# TASK DETAILS:
Copy out exactly the lines from the one containing "never gives up" to the end of the records below, both included, and nothing else.

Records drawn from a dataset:
# # #

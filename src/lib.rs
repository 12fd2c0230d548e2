/// Project overview:
/// - Keeps local files in sync with remote copies served over HTTP, GitHub Gist,
///   SFTP, FTP and Dropbox
/// - One worker thread per connection polls its resources on a fixed tick
/// - Downloads are staged next to the target, compared, then renamed into place
/// - Ownership, mode and the server's modification time are applied before the rename
///
/// Key behaviors:
/// - HTTP and Gist fetches are conditional (If-Modified-Since); Dropbox skips the
///   download when the content hash matches the installed file
/// - SFTP and FTP sessions can be kept open between polls (`persistent`)
/// - Pre/post-update commands run around each install with a timeout
/// - Failures are retried after `retry_interval`; a worker never gives up
pub mod backends;
pub mod compare;
pub mod config;
pub mod connection;
pub mod hooks;
pub mod install;
pub mod permissions;
pub mod resource;
pub mod sync;
pub mod system;
pub mod utils;

pub use backends::SyncError;
pub use config::{ConfigError, Defaults};
pub use connection::{Connection, ConnectionKind};
pub use resource::{Hook, Resource};
pub use sync::{Scheduler, UpdateStatus, Worker};
pub use system::{FileStat, OsSystem, System};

# # #

# SOLUTION TO THIS PROBLEM:
/// - Failures are retried after `retry_interval`; a worker never gives up
pub mod backends;
pub mod compare;
pub mod config;
pub mod connection;
pub mod hooks;
pub mod install;
pub mod permissions;
pub mod resource;
pub mod sync;
pub mod system;
pub mod utils;

pub use backends::SyncError;
pub use config::{ConfigError, Defaults};
pub use connection::{Connection, ConnectionKind};
pub use resource::{Hook, Resource};
pub use sync::{Scheduler, UpdateStatus, Worker};
pub use system::{FileStat, OsSystem, System};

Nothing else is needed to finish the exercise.